Doch natürlich erinnert Pohle sich noch an vieles. Als Kommissar hat er drei Menschen nach Tötungsdelikten sterben sehen. In einem anderen Fall wurde eine Frau im Fahrstuhl vergewaltigt, später konnten Lothar Pohle und seine Kollegen den Täter verhaften. “Das war immer ein befriedigendes Gefühl, und ich habe es mir nicht nehmen lassen, dem Täter persönlich die Handschellen anzulegen.“ Neben einer gewissen Härte brauche man als Kommissar auch Einfühlungsvermögen. Eine Eigenschaft, die ihm bei seiner ehrenamtlichen Arbeit hilft.
Ein Fall von sexuellem Kindesmissbrauch ließ ihm über Jahre keine Ruhe. Eine 17-Jährige hatte versucht, Suizid zu begehen. Sie erzählte Pohle, ihre Mutter habe sie als Kleinkind an Männer verkauft, die sie missbrauchten. “Aber was kann ein Kind von damals drei bis vier Jahren heute noch wissen?“, fragt er. “Ich konnte keine Täter ermitteln.“ Doch er konnte der Frau dann trotzdem helfen, als Ehrenamtlicher des WEISSEN RINGS. Auch danach hielt sie Kontakt zu ihm, mehr als 20 Jahre lang. “ich war ihr Gesprächspartner am Telefon und habe sie in der psychiatrischen Klinik besucht, wo sie lange Zeit lebte“, erzählt er. Später erfuhr er von ihrer schweren Krankheit, an der sie mit Anfang 40 verstarb. Pohle ging zu ihrer Beerdigung.

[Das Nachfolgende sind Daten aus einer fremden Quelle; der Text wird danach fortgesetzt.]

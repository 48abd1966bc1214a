// Copyright (C) 2017 Jesse Jones
//
// This program is free software; you can redistribute it and/or modify
// it under the terms of the GNU General Public License as published by
// the Free Software Foundation; either version 3, or (at your option)
// any later version.
//
// This program is distributed in the hope that it will be useful,
// but WITHOUT ANY WARRANTY; without even the implied warranty of
// MERCHANTABILITY or FITNESS FOR A PARTICULAR PURPOSE.  See the
// GNU General Public License for more details.
//
// You should have received a copy of the GNU General Public License
// along with this program; if not, write to the Free Software Foundation,
// Inc., 51 Franklin Street, Fifth Floor, Boston, MA 02110-1301, USA.

//! Wait-for-any / wait-for-all synchronization over a set of topics,
//! driven by value store notifications.

use std::collections::HashMap;
use std::sync::Arc;

use parking_lot::{Condvar, Mutex};

use crate::store::{Receiver, ValueStore};
use crate::value::Value;

struct FlagState
{
	flags: HashMap<String, bool>,
	exit: bool,
}

struct TopicFlag
{
	name: String,
	state: Arc<Mutex<FlagState>>,
	trigger: Arc<Condvar>,
}

impl Receiver for TopicFlag
{
	fn on_value(&self, _topic: &str, _value: &Value)
	{
		let mut state = self.state.lock();
		state.flags.insert(self.name.clone(), true);
		self.trigger.notify_all();
	}
}

/// A set of per-topic flags, all driven by one shared condition variable,
/// used to wait until one or all of a group of topics have been modified.
pub struct TopicTriggerFlags
{
	value_store: Arc<dyn ValueStore>,
	state: Arc<Mutex<FlagState>>,
	trigger: Arc<Condvar>,
	receivers: Mutex<HashMap<String, Arc<TopicFlag>>>,
}

impl TopicTriggerFlags
{
	pub fn new(value_store: Arc<dyn ValueStore>) -> Self
	{
		TopicTriggerFlags {
			value_store,
			state: Arc::new(Mutex::new(FlagState {
				flags: HashMap::new(),
				exit: false,
			})),
			trigger: Arc::new(Condvar::new()),
			receivers: Mutex::new(HashMap::new()),
		}
	}

	/// Registers a topic. A no-op if the topic is already present, so
	/// survivors of [`TopicTriggerFlags::update_topics`] keep their flag
	/// state.
	pub fn add_topic(&self, topic: impl Into<String>)
	{
		let topic = topic.into();
		let mut receivers = self.receivers.lock();
		if receivers.contains_key(&topic) {
			return;
		}
		let flag = Arc::new(TopicFlag {
			name: topic.clone(),
			state: Arc::clone(&self.state),
			trigger: Arc::clone(&self.trigger),
		});
		self.state.lock().flags.entry(topic.clone()).or_insert(false);
		self.value_store
			.add_receiver(&topic, flag.clone() as Arc<dyn Receiver>);
		receivers.insert(topic, flag);
	}

	pub fn remove_topic(&self, topic: &str)
	{
		let mut receivers = self.receivers.lock();
		if let Some(flag) = receivers.remove(topic) {
			self.value_store
				.remove_receiver(topic, &(flag as Arc<dyn Receiver>));
			self.state.lock().flags.remove(topic);
		}
	}

	/// Replaces the full topic set in one locked pass: removes topics not
	/// in `topics`, adds new ones. Survivors' flags are left untouched.
	pub fn update_topics(&self, topics: &[String])
	{
		let wanted: std::collections::HashSet<&str> = topics.iter().map(String::as_str).collect();
		let existing: Vec<String> = self.receivers.lock().keys().cloned().collect();
		for topic in &existing {
			if !wanted.contains(topic.as_str()) {
				self.remove_topic(topic);
			}
		}
		for topic in topics {
			self.add_topic(topic.clone());
		}
	}

	pub fn reset_flags(&self)
	{
		let mut state = self.state.lock();
		for value in state.flags.values_mut() {
			*value = false;
		}
	}

	/// Vacuously true when there are no topics registered.
	pub fn are_all_flags_set(&self) -> bool
	{
		self.state.lock().flags.values().all(|&v| v)
	}

	pub fn topic_names(&self) -> Vec<String>
	{
		self.receivers.lock().keys().cloned().collect()
	}

	/// Blocks until at least one flag is set or the wait is exited.
	pub fn wait_for_any_topic_modified(&self)
	{
		let mut state = self.state.lock();
		while !state.exit && !state.flags.values().any(|&v| v) {
			self.trigger.wait(&mut state);
		}
		state.exit = false;
	}

	/// Blocks until every registered flag is set or the wait is exited.
	/// Returns true if the wait ended because of an explicit exit request
	/// rather than all flags becoming set.
	pub fn wait_for_all_topics_modified(&self) -> bool
	{
		let mut state = self.state.lock();
		loop {
			if state.exit {
				state.exit = false;
				return true;
			}
			if state.flags.values().all(|&v| v) {
				for value in state.flags.values_mut() {
					*value = false;
				}
				return false;
			}
			self.trigger.wait(&mut state);
		}
	}

	/// Unblocks any in-progress wait without marking topic flags set.
	pub fn exit_wait_for_all_topics_modified(&self)
	{
		let mut state = self.state.lock();
		state.exit = true;
		self.trigger.notify_all();
	}

	/// Wakes any waiter without touching topic flags or the exit flag.
	pub fn manually_trigger_event(&self)
	{
		self.trigger.notify_all();
	}
}

#[cfg(test)]
mod tests
{
	use super::*;
	use crate::store::InMemoryValueStore;

	#[test]
	fn empty_flag_set_is_vacuously_all_set()
	{
		let store: Arc<dyn ValueStore> = Arc::new(InMemoryValueStore::new());
		let flags = TopicTriggerFlags::new(store);
		assert!(flags.are_all_flags_set());
	}

	#[test]
	fn setting_one_topic_value_flips_its_flag()
	{
		let store = Arc::new(InMemoryValueStore::new());
		let flags = TopicTriggerFlags::new(store.clone() as Arc<dyn ValueStore>);
		flags.add_topic("a");
		flags.add_topic("b");
		assert!(!flags.are_all_flags_set());
		store.set_value("a", Value::new(1i32, 1));
		assert!(!flags.are_all_flags_set());
		store.set_value("b", Value::new(2i32, 2));
		assert!(flags.are_all_flags_set());
	}

	#[test]
	fn update_topics_preserves_survivor_flags()
	{
		let store = Arc::new(InMemoryValueStore::new());
		let flags = TopicTriggerFlags::new(store.clone() as Arc<dyn ValueStore>);
		flags.add_topic("a");
		flags.add_topic("b");
		store.set_value("a", Value::new(1i32, 1));
		flags.update_topics(&["a".to_string(), "c".to_string()]);
		assert_eq!(
			flags.topic_names().into_iter().collect::<std::collections::HashSet<_>>(),
			["a", "c"].iter().map(|s| s.to_string()).collect()
		);
		assert!(!flags.are_all_flags_set());
		store.set_value("c", Value::new(1i32, 1));
		assert!(flags.are_all_flags_set());
	}

	#[test]
	fn exit_wait_unblocks_without_setting_flags()
	{
		let store: Arc<dyn ValueStore> = Arc::new(InMemoryValueStore::new());
		let flags = Arc::new(TopicTriggerFlags::new(store));
		flags.add_topic("a");
		let worker_flags = flags.clone();
		let handle = std::thread::spawn(move || worker_flags.wait_for_all_topics_modified());
		std::thread::sleep(std::time::Duration::from_millis(20));
		flags.exit_wait_for_all_topics_modified();
		let exited_early = handle.join().unwrap();
		assert!(exited_early);
	}
}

Kornelia Fröde will „Menschen wie meiner Mutti helfen“
Beim Sport haben sich Kornelia Fröde und Thomas Karius kennengelernt, heute betreibt das Paar eine Kampfkunstschule und leitet seit Kurzem die Außenstelle im Burgenlandkreis.
Wie geht er mit all den Erfahrungen um? Er sei ein positiver Mensch geblieben, sagt Pohle. “Ich sehe ja auch, dass es Menschen wie uns gibt, die helfen wollen und Gutes tun.“ Bis heute ist ihm wichtig, sich in seinem Privatleben nicht mit den Fällen zu beschäftigen. “Man muss aus dem Gespräch rausgehen und es abhaken, sonst wird man irre.“ Lange Zeit hat er nach dem richtigen Ausgleich gesucht. Dass es dafür mehr als ein Hobby braucht, beweist seine lange Liste: Mit dem Motorrad durch die Wälder fahren, Angeln, Fußball, Badminton, Volleyball.
Nicht alle Fälle sind so belastend wie der Fall der jungen Frau, und er hat die Möglichkeit, den Opfern zu helfen. Sein Telefon für den WEISSEN RING hat Pohle immer bei sich. Er arbeitet mit der Polizei und der kommunalen Verwaltung zusammen, die Hilfsbedürftige an ihn verweisen. Seine erste Frage laute immer: “Wie kann ich Ihnen helfen?“
Oft fragen Betroffene nach ganz pragmatischer Hilfe, etwa nach einem Einbruch. Dann kann der WEISSE RING zum Beispiel unbürokratisch eine Soforthilfe von 300 Euro auszahlen. Oder Lothar Pohle hilft bei der Suche nach einem Therapieplatz. “Wir haben auch schon mehrmals die Kosten für eine Tatortreinigung übernommen“, sagt er, “auch so kleine Hilfen sind wichtig für die Menschen.“ Entscheidend sei, dass er sie unterstützt, aus ihrer Ratlosigkeit zu kommen. Wenn ihm da gelingt, hat er ein gutes Gefühl. Damals wie heute.